Current time:0:00Total duration:6:24

# Simulation showing bias in sample variance

## Video transcript

Voiceover: This right here is a
simulation that was created by Peter Collingridge using the Khan Academy computer science scratch pad to better understand why
we divide by n minus one when we calculate an
unbiased sample variance. When we are in an unbiased
way trying to estimate the true population variance. So what this simulation does is first it constructs a population distribution, a random one, and every time you go to it, it will be a different
population distribution. This one has a population of 383, and then it calculates the parameters for that population directly from it. the mean is 10 point nine the
variance is 25 point five. and then it uses that population and samples from it and it does samples of size two, three, four,
five, all the way up to 10, and it keeps sampling from it, calculates the statistics
for those samples so the sample mean and
the sample variance, in particular the biased sample variance It starts telling us some things about us that give us some intuition. You can actually click on
each of these and zoom in to really be able to study
these graphs in detail.
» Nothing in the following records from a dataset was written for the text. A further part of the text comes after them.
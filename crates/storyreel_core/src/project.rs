//! Story projects and their on-disk JSON form.

use crate::filter::filter_segment_indices;
use crate::{Entity, EntityIndex, FilteringMode, Segment, SegmentCategory};
use serde::{Deserialize, Serialize};
use std::collections::BTreeMap;
use std::path::Path;
use storyreel_error::{JsonError, StorageError, StorageErrorKind, StoryreelError, StoryreelResult};
use tracing::{debug, instrument};

/// Project-wide settings.
#[derive(
    Debug,
    Clone,
    PartialEq,
    Eq,
    Serialize,
    Deserialize,
    derive_builder::Builder,
    derive_getters::Getters,
)]
#[builder(setter(into), default)]
#[serde(default)]
pub struct ProjectMeta {
    id: String,
    title: String,
    /// Story description, the fallback prompt when extending
    description: String,
    width: u32,
    height: u32,
    is_interactive: bool,
}

impl Default for ProjectMeta {
    fn default() -> Self {
        Self {
            id: uuid::Uuid::new_v4().to_string(),
            title: String::new(),
            description: String::new(),
            width: 1024,
            height: 576,
            is_interactive: false,
        }
    }
}

impl ProjectMeta {
    /// Creates a new metadata builder.
    pub fn builder() -> ProjectMetaBuilder {
        ProjectMetaBuilder::default()
    }
}

/// A multi-track story timeline.
///
/// # Examples
///
/// ```
/// use storyreel_core::{Project, ProjectMeta, Segment, SegmentCategory};
///
/// let mut project = Project::new(ProjectMeta::default());
/// project.push(
///     Segment::builder()
///         .start_time_ms(0u64)
///         .end_time_ms(3000u64)
///         .category(SegmentCategory::Camera)
///         .build()
///         .unwrap(),
/// );
///
/// assert_eq!(project.end_time_ms(), 3000);
/// assert_eq!(project.shots().len(), 1);
/// ```
#[derive(Debug, Clone, PartialEq, Eq, Default, Serialize, Deserialize)]
#[serde(default)]
pub struct Project {
    /// Project-wide settings
    pub meta: ProjectMeta,
    /// Characters, locations and other recurring elements
    pub entities: Vec<Entity>,
    /// Every segment of every track
    pub segments: Vec<Segment>,
}

impl Project {
    /// Creates an empty project with the given metadata.
    pub fn new(meta: ProjectMeta) -> Self {
        Self {
            meta,
            entities: Vec::new(),
            segments: Vec::new(),
        }
    }

    /// Load a project from a JSON file.
    ///
    /// # Errors
    ///
    /// Returns an error if the file cannot be read or is not a valid project.
    #[instrument(fields(path = %path.as_ref().display()))]
    pub fn from_file(path: impl AsRef<Path>) -> StoryreelResult<Self> {
        let path = path.as_ref();
        if !path.exists() {
            return Err(StorageError::new(StorageErrorKind::NotFound(
                path.display().to_string(),
            ))
            .into());
        }

        let content = std::fs::read_to_string(path).map_err(|e| {
            StorageError::new(StorageErrorKind::FileRead(format!(
                "{}: {}",
                path.display(),
                e
            )))
        })?;

        let project: Project = content.parse()?;
        debug!(
            segments = project.segments.len(),
            entities = project.entities.len(),
            "Loaded project"
        );
        Ok(project)
    }

    /// Write the project to a JSON file, replacing any existing content.
    ///
    /// # Errors
    ///
    /// Returns an error if serialization or the write fails.
    #[instrument(skip(self), fields(path = %path.as_ref().display()))]
    pub fn to_file(&self, path: impl AsRef<Path>) -> StoryreelResult<()> {
        let path = path.as_ref();
        let content = self.to_json()?;
        std::fs::write(path, content).map_err(|e| {
            StorageError::new(StorageErrorKind::FileWrite(format!(
                "{}: {}",
                path.display(),
                e
            )))
        })?;
        debug!(segments = self.segments.len(), "Saved project");
        Ok(())
    }

    /// Pretty-printed JSON representation.
    pub fn to_json(&self) -> StoryreelResult<String> {
        serde_json::to_string_pretty(self)
            .map_err(|e| JsonError::new(format!("Failed to serialize project: {}", e)).into())
    }

    /// Append a segment.
    pub fn push(&mut self, segment: Segment) {
        self.segments.push(segment);
    }

    /// Look up an entity by id.
    pub fn entity(&self, id: &str) -> Option<&Entity> {
        self.entities.iter().find(|e| e.id == id)
    }

    /// Id-to-entity lookup table.
    pub fn entity_index(&self) -> EntityIndex<'_> {
        self.entities.iter().map(|e| (e.id.as_str(), e)).collect()
    }

    /// Latest segment end time, or 0 for an empty timeline.
    pub fn end_time_ms(&self) -> u64 {
        self.segments
            .iter()
            .map(|s| s.end_time_ms)
            .max()
            .unwrap_or(0)
    }

    /// Whether any segment belongs to `category`.
    pub fn has_category(&self, category: SegmentCategory) -> bool {
        self.segments.iter().any(|s| s.category == category)
    }

    /// Segments of one category, in timeline storage order.
    pub fn segments_in(&self, category: SegmentCategory) -> impl Iterator<Item = &Segment> {
        self.segments.iter().filter(move |s| s.category == category)
    }

    /// Camera segments ordered by start time. Each one delimits a shot.
    pub fn shots(&self) -> Vec<&Segment> {
        let mut shots: Vec<&Segment> = self.segments_in(SegmentCategory::Camera).collect();
        shots.sort_by_key(|s| s.start_time_ms);
        shots
    }

    /// Positions of the segments selected by [`crate::filter_segments`].
    pub fn segment_indices(
        &self,
        mode: FilteringMode,
        reference: &Segment,
        category: Option<SegmentCategory>,
    ) -> Vec<usize> {
        filter_segment_indices(mode, reference, &self.segments, category)
    }

    /// Number of segments on each track.
    pub fn tracks(&self) -> BTreeMap<u32, usize> {
        let mut tracks = BTreeMap::new();
        for segment in &self.segments {
            *tracks.entry(segment.track).or_insert(0) += 1;
        }
        tracks
    }
}

impl std::str::FromStr for Project {
    type Err = StoryreelError;

    fn from_str(s: &str) -> Result<Self, Self::Err> {
        serde_json::from_str(s)
            .map_err(|e| JsonError::new(format!("Failed to parse project: {}", e)).into())
    }
}
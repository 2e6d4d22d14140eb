//! Command handlers.

use std::path::Path;
use storyreel::{
    CompletionMode, ExtendOptions, HttpStoryWriter, HttpStoryboardRenderer, JsonError, Project,
    ProjectSummary, StoryreelConfig, StoryreelResult, complete_storyboards, extend_project,
};
use tracing::info;

/// Extend a project file with new shots.
pub async fn run_extend(
    config: StoryreelConfig,
    project_path: &Path,
    prompt: Option<String>,
    mode: CompletionMode,
    turbo: bool,
    output: Option<&Path>,
) -> StoryreelResult<()> {
    let project = Project::from_file(project_path)?;
    let writer = HttpStoryWriter::new(&config.services)?;

    let mut options = ExtendOptions::default().with_turbo(turbo);
    if let Some(prompt) = prompt {
        options = options.with_prompt(prompt);
    }

    let (result, report) = extend_project(writer, config.story, project, mode, &options).await?;
    info!(
        shots = report.shots(),
        start_ms = report.start_ms(),
        end_ms = report.end_ms(),
        captions = report.captions(),
        "Story extended"
    );

    write_project(&result, output)
}

/// Complete the storyboards of a project file.
pub async fn run_storyboards(
    config: StoryreelConfig,
    project_path: &Path,
    mode: CompletionMode,
    output: Option<&Path>,
) -> StoryreelResult<()> {
    let project = Project::from_file(project_path)?;
    let renderer = HttpStoryboardRenderer::new(&config.services)?;

    let (result, report) = complete_storyboards(renderer, config.storyboard, project, mode).await?;
    info!(
        shots = report.shots(),
        rendered = report.rendered(),
        skipped = report.skipped(),
        "Storyboards completed"
    );

    write_project(&result, output)
}

/// Print a JSON summary of a project file.
pub fn run_inspect(project_path: &Path) -> StoryreelResult<()> {
    let project = Project::from_file(project_path)?;
    let summary = ProjectSummary::new(&project);
    let json = serde_json::to_string_pretty(&summary)
        .map_err(|e| JsonError::new(format!("Failed to serialize summary: {}", e)))?;
    println!("{}", json);
    Ok(())
}

fn write_project(project: &Project, output: Option<&Path>) -> StoryreelResult<()> {
    match output {
        Some(path) => {
            project.to_file(path)?;
            info!(path = %path.display(), "Project written");
        }
        None => println!("{}", project.to_json()?),
    }
    Ok(())
}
I have already taken a screen shot of this and put it on my little doodle pad, so you can really delve
into some of the math and the intuition of what
this is actually showing us. So here I took a screen shot, and you see for this case right over here, the population was 529. Population mean was 10 point six, and down here in this chart, he plots the population mean
right here at 10 point six, right over there, and you see that the population variance
is at 36 point eight, and right here he plots that
right over here, 36 point eight. This first chart on the bottom left tells us a couple of interesting things. Just to be clear, this is
the biased sample variance that he is calculating. This is the biased sample variance. So he is calculating it. That is being calculated
for each of our data points. So starting with our first data
point in each of our samples, going to our nth data point in the sample. You're taking that data point, subtracting out the
sample mean, squaring it, and then dividing the whole
thing, not by n minus one, but by lower case n. This tells us several interesting things. The first thing it shows us is that the cases where we are
significantly underestimating the sample variance, and we are getting sample
variances close to zero, these are also the cases, or
they are disproportionately the cases where the
means for those samples are way far off from the true sample mean, or we could do that the other way around. The cases where the mean is way
far off from the sample mean it seems like you're much
more likely to underestimate the sample variance in those situations. The other thing that might pop out at you is the realization that the pinker dots are the ones for smaller sample size, while the bluer dots are the
ones of a larger sample size. You see here these two little, I guess the tails ,so
to speak, of this hump, that these ends, are
more of a reddish color. that most of the blueish
or the purplish dots are focused right in the
middle right over here, that they are giving us better estimates. There are some red ones here, and that's why it gives
us that purplish color, but out here on these tails, it's almost purely some of these red. Every now and then by happenstance you get a little blue one, but it's disproportionately far more red, which really makes sense when you have a smaller sample size, you are more likely to get a sample mean that is a bad estimate
of the population mean, that's far from the population mean, and you're more likely to significantly underestimate
the sample variance. Now this next chart really
gets to the meat of the issue, because what this is telling us is that for each of these sample sizes, so this right over here
for sample size two, if we keep taking sample size two, and we keep calculating
the biased sample variances and dividing that by
the population variance, and finding the mean over all of those, you see that over many, many, many trials, and many, many samples of size two, that that biased sample variance
over population variance, it's approaching half of the
true population variance. When sample size is three,
it's approaching 2/3, 66 point six percent, of the
true population variance. When sample size is four, it's approaching 3/4 of the
true population variance. So we can come up with the
general theme that's happening. When we use the biased estimate, we're not approaching
the population variance. We're approaching n minus one over n times the population variance. When n was two, this approached 1/2. When n is three, this is 2/3. When n is four, this is 3/4. So this is giving us a biased estimate. So how would we unbias this? Well, if we really want
to get our best estimate of the true population variance, not n minus one over n times
the population variance, we would want to multiply, I'll do this in a color
I haven't used yet, we would want to multiply
times n over n minus one. to get an unbiased estimate. Here, these cancel out
and you are just left with your population variance. That's what we want to estimate. Over here you are left
with our unbiased estimate of population variance, our unbiased sample variance, which is equal to, and this is what we saw in the last several videos, what
you see in statistics books, and sometimes it's confusing why, hopefully Peter's simulation
gives you a good idea of why, or at least convinces
you that it is the case. So you would want to
divide by n minus one.